** Dataset content **
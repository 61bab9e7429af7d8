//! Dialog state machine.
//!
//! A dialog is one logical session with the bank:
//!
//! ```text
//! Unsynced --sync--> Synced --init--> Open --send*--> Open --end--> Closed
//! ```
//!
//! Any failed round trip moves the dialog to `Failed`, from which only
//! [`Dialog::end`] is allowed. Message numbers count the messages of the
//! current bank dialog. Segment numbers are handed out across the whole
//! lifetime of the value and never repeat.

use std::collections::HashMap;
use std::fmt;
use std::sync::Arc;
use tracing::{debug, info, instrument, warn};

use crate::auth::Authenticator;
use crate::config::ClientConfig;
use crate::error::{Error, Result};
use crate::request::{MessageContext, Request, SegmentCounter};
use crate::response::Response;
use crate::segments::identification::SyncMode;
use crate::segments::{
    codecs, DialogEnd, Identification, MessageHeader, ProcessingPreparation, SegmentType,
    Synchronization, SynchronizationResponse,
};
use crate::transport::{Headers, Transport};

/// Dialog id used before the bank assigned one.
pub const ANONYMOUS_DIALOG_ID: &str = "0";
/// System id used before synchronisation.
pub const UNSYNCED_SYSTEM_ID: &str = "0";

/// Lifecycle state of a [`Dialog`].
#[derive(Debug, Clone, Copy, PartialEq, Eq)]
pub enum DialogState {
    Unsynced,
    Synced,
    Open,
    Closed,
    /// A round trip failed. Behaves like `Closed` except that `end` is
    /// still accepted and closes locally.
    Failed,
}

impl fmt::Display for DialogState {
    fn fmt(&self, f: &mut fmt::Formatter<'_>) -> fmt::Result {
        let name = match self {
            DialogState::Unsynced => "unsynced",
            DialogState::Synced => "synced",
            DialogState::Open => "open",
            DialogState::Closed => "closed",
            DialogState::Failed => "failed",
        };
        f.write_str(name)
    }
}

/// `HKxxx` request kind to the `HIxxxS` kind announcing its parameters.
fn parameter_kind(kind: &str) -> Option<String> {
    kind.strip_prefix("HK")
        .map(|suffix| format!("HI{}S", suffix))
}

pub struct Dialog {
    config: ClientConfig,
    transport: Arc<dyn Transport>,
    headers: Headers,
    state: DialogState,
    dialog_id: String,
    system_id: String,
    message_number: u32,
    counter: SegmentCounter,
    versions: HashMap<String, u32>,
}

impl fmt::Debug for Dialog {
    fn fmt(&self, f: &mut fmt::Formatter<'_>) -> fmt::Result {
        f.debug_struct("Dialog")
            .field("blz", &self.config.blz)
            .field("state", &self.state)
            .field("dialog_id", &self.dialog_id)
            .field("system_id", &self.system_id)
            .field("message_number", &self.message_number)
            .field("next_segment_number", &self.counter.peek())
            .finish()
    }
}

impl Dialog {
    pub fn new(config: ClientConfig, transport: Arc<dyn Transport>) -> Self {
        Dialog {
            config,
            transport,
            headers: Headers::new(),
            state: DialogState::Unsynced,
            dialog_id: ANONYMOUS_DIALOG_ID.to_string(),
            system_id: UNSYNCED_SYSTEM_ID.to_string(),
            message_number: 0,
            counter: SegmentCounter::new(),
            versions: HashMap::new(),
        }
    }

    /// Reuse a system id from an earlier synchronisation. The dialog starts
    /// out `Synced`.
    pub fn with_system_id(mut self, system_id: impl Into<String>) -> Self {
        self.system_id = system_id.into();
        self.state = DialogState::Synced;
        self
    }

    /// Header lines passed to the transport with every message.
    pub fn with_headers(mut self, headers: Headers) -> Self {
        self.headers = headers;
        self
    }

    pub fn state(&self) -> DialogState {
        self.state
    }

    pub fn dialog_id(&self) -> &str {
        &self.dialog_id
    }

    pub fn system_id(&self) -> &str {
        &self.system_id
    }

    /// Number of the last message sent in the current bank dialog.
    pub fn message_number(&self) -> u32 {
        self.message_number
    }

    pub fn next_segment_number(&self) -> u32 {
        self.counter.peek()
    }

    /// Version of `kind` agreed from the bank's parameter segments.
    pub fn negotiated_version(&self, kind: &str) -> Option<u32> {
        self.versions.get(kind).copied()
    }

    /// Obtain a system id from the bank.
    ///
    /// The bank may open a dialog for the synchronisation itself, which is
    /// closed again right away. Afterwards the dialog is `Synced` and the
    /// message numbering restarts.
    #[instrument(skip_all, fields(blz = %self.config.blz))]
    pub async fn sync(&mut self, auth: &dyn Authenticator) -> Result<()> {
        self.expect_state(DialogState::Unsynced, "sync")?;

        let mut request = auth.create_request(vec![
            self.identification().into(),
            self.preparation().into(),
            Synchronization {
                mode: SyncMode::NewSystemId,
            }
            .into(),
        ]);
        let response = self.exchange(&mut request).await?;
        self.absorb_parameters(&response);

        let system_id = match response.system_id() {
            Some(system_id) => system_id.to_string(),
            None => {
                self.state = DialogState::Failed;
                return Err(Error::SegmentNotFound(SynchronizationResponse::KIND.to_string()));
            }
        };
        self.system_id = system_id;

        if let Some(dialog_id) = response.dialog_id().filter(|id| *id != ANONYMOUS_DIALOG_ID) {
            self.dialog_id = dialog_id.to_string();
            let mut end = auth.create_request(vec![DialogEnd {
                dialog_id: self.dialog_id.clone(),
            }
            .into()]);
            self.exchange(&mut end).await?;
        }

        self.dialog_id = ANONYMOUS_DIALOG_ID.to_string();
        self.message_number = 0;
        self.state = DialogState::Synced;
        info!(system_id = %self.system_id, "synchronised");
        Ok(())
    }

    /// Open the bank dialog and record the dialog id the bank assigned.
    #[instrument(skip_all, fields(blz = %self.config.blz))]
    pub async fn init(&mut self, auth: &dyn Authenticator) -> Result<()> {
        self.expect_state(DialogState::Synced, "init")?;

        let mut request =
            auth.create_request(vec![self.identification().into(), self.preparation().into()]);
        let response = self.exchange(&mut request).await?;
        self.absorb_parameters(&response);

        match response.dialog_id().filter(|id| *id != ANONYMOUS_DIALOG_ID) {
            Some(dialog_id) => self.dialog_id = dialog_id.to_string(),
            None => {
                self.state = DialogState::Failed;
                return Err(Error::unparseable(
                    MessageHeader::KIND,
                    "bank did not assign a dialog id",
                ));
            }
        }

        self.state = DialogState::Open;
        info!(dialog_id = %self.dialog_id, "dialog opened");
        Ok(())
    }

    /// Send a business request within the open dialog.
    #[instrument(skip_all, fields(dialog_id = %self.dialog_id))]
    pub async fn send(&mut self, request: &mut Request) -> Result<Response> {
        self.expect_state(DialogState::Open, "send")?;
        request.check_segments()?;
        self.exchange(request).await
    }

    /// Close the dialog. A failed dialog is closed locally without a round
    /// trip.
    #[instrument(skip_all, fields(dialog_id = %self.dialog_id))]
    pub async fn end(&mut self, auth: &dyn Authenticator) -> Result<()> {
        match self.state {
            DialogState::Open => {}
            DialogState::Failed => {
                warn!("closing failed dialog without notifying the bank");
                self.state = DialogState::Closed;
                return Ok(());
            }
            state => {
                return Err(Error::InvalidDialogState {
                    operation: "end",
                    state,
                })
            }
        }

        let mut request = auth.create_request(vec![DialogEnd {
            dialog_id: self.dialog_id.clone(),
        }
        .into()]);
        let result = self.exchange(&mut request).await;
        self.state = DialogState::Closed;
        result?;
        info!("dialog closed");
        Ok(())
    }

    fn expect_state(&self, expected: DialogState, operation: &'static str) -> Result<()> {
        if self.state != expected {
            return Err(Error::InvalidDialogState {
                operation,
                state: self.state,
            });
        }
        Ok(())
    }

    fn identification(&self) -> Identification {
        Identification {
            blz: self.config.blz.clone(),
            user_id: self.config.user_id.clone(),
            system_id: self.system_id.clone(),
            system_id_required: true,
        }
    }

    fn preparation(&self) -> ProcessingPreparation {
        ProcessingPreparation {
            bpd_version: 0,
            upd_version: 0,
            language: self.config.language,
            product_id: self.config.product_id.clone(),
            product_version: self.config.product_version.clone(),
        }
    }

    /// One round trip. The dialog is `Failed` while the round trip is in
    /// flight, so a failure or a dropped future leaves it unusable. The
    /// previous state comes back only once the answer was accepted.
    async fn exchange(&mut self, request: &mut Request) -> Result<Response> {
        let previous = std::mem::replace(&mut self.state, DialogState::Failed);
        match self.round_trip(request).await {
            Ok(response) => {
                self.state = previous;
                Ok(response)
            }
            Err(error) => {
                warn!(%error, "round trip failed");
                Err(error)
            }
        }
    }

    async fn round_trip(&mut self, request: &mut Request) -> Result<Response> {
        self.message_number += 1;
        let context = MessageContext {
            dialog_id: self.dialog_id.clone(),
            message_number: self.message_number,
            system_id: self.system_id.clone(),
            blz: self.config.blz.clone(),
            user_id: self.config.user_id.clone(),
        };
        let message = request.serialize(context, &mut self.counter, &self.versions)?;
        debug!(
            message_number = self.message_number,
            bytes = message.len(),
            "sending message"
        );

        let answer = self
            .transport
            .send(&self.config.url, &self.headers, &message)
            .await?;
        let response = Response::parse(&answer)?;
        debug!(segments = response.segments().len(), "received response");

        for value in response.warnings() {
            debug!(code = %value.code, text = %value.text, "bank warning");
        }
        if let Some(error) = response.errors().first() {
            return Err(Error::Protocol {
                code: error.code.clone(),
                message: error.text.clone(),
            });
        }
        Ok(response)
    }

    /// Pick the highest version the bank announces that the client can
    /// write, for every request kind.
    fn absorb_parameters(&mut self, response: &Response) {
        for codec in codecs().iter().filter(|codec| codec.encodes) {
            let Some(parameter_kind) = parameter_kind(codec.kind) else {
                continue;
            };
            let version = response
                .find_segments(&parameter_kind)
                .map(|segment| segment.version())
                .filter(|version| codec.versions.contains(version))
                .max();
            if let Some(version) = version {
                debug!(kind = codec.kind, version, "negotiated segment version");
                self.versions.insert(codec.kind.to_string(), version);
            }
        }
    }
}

* * *

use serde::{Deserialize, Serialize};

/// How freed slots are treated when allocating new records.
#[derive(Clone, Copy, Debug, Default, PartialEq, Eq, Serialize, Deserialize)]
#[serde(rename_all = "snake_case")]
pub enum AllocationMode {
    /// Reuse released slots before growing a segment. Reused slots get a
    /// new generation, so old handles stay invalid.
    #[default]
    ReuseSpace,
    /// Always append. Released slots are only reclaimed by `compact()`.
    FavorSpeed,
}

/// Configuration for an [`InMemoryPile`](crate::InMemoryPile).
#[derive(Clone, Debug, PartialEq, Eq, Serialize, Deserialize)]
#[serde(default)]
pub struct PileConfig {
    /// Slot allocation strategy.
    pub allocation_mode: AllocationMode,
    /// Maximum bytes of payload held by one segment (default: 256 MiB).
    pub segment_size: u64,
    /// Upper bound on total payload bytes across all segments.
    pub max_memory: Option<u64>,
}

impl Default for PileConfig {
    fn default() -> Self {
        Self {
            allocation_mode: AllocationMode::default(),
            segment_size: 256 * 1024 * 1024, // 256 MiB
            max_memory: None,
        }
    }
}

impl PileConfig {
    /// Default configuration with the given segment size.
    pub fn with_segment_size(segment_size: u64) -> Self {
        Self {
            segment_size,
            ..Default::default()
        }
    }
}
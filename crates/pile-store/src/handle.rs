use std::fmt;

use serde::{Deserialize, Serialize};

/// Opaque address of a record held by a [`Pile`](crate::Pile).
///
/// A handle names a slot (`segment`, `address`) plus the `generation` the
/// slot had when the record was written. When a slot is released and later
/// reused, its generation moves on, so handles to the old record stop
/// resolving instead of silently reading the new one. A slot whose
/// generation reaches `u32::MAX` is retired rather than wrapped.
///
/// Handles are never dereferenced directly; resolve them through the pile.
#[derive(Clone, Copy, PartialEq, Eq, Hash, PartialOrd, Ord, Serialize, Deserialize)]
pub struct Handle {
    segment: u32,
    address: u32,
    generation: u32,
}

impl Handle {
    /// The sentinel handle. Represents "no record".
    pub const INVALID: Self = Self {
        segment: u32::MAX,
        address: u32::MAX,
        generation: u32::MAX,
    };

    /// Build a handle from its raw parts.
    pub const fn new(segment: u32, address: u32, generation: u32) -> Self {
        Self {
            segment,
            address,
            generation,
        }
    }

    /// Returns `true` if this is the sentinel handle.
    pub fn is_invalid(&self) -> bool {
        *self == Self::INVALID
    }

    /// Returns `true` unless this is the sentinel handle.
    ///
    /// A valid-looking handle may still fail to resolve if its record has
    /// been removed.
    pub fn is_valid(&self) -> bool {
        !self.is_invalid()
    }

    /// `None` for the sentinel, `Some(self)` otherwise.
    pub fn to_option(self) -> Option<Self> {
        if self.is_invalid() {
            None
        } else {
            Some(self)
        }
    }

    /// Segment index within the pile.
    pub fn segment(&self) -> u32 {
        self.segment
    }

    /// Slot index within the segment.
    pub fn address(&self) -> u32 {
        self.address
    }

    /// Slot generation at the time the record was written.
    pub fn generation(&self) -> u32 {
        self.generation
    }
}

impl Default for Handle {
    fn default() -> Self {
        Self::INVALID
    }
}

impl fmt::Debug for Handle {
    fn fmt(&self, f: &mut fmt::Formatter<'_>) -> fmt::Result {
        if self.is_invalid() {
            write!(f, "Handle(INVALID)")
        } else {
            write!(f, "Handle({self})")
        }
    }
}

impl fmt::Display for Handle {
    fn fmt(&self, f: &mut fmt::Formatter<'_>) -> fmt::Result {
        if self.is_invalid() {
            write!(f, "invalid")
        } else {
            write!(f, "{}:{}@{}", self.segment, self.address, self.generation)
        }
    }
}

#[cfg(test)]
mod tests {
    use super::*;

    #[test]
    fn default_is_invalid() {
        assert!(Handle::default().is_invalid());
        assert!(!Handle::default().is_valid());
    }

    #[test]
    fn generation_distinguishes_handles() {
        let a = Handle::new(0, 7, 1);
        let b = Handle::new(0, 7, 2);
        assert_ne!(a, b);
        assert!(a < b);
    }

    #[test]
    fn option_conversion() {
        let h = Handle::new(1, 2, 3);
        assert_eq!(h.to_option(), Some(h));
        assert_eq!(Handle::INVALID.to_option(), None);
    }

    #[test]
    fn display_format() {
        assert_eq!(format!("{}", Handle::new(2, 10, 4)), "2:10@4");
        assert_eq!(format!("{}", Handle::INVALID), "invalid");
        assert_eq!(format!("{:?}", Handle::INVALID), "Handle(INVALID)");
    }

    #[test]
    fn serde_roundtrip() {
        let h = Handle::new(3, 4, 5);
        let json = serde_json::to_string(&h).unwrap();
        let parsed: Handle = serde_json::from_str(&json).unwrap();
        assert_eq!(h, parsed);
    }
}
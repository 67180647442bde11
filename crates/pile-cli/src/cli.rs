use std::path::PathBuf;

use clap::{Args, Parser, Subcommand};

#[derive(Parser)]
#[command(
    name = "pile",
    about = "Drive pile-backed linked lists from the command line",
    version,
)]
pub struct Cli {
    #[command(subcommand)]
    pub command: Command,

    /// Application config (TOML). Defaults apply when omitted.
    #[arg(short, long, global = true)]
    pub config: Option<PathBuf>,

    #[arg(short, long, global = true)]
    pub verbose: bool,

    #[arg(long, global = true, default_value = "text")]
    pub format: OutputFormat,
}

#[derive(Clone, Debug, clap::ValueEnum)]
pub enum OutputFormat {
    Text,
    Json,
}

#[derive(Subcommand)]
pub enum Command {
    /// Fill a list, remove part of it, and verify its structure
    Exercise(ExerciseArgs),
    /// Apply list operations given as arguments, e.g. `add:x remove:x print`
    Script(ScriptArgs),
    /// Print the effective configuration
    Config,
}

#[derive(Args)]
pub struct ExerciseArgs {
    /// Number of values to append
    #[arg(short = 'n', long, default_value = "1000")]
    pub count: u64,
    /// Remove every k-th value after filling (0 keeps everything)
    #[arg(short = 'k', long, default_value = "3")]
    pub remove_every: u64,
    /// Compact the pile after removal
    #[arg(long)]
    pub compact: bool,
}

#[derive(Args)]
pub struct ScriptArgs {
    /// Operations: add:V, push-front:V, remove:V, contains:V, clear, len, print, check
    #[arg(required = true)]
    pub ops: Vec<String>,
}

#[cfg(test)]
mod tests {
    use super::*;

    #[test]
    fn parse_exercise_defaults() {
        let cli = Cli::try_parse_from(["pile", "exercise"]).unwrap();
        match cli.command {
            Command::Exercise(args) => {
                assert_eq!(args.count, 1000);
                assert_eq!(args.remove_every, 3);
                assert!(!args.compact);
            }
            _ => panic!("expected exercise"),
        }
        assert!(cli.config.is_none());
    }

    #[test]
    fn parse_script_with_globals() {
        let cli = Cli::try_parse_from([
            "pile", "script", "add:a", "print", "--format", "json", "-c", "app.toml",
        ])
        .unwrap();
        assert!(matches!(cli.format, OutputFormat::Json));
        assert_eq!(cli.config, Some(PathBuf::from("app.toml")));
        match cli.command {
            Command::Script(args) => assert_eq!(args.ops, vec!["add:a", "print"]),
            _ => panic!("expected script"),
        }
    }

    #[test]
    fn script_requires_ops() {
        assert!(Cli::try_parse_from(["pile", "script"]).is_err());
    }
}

** Exercise objective **
The answer must be a single number: the count of lines in the records above that contain the word "HashMap".

** Output below **
3